== Material provided
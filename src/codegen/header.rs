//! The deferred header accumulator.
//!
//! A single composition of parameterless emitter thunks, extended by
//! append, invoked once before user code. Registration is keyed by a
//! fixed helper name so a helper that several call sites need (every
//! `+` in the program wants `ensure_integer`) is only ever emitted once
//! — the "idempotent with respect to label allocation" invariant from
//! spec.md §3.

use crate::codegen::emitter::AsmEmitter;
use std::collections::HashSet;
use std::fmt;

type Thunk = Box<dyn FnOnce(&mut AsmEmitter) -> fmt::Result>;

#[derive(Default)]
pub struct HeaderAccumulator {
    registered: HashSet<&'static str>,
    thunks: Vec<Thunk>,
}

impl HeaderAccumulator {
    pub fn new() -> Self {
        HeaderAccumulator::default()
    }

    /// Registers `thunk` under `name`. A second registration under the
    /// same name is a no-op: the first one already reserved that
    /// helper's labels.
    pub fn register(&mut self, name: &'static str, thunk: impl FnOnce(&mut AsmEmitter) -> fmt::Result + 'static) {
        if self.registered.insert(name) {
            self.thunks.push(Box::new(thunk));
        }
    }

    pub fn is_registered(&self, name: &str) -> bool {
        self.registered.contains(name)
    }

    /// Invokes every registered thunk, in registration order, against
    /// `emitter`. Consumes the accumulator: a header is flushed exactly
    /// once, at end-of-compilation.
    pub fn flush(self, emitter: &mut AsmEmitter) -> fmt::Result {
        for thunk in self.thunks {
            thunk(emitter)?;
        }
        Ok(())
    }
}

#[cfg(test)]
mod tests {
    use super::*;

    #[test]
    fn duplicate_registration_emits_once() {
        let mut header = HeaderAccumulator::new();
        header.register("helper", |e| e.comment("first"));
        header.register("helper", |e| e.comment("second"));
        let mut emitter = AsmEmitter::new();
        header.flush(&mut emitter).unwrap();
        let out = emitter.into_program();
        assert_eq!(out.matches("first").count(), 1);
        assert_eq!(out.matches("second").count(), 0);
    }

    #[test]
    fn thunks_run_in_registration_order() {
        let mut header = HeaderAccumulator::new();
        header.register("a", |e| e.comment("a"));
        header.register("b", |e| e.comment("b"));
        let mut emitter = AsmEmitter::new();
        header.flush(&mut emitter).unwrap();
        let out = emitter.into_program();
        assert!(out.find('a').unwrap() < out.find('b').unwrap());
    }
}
====
## Task to complete
Retype the records above in full, exactly as they appear.

## Solution to the problem
filename src/codegen/header.rs
//! The deferred header accumulator.
//!
//! A single composition of parameterless emitter thunks, extended by
//! append, invoked once before user code. Registration is keyed by a
//! fixed helper name so a helper that several call sites need (every
//! `+` in the program wants `ensure_integer`) is only ever emitted once
//! — the "idempotent with respect to label allocation" invariant from
//! spec.md §3.

use crate::codegen::emitter::AsmEmitter;
use std::collections::HashSet;
use std::fmt;

type Thunk = Box<dyn FnOnce(&mut AsmEmitter) -> fmt::Result>;

#[derive(Default)]
pub struct HeaderAccumulator {
    registered: HashSet<&'static str>,
    thunks: Vec<Thunk>,
}

impl HeaderAccumulator {
    pub fn new() -> Self {
        HeaderAccumulator::default()
    }

    /// Registers `thunk` under `name`. A second registration under the
    /// same name is a no-op: the first one already reserved that
    /// helper's labels.
    pub fn register(&mut self, name: &'static str, thunk: impl FnOnce(&mut AsmEmitter) -> fmt::Result + 'static) {
        if self.registered.insert(name) {
            self.thunks.push(Box::new(thunk));
        }
    }

    pub fn is_registered(&self, name: &str) -> bool {
        self.registered.contains(name)
    }

    /// Invokes every registered thunk, in registration order, against
    /// `emitter`. Consumes the accumulator: a header is flushed exactly
    /// once, at end-of-compilation.
    pub fn flush(self, emitter: &mut AsmEmitter) -> fmt::Result {
        for thunk in self.thunks {
            thunk(emitter)?;
        }
        Ok(())
    }
}

#[cfg(test)]
mod tests {
    use super::*;

    #[test]
    fn duplicate_registration_emits_once() {
        let mut header = HeaderAccumulator::new();
        header.register("helper", |e| e.comment("first"));
        header.register("helper", |e| e.comment("second"));
        let mut emitter = AsmEmitter::new();
        header.flush(&mut emitter).unwrap();
        let out = emitter.into_program();
        assert_eq!(out.matches("first").count(), 1);
        assert_eq!(out.matches("second").count(), 0);
    }

    #[test]
    fn thunks_run_in_registration_order() {
        let mut header = HeaderAccumulator::new();
        header.register("a", |e| e.comment("a"));
        header.register("b", |e| e.comment("b"));
        let mut emitter = AsmEmitter::new();
        header.flush(&mut emitter).unwrap();
        let out = emitter.into_program();
        assert!(out.find('a').unwrap() < out.find('b').unwrap());
    }
}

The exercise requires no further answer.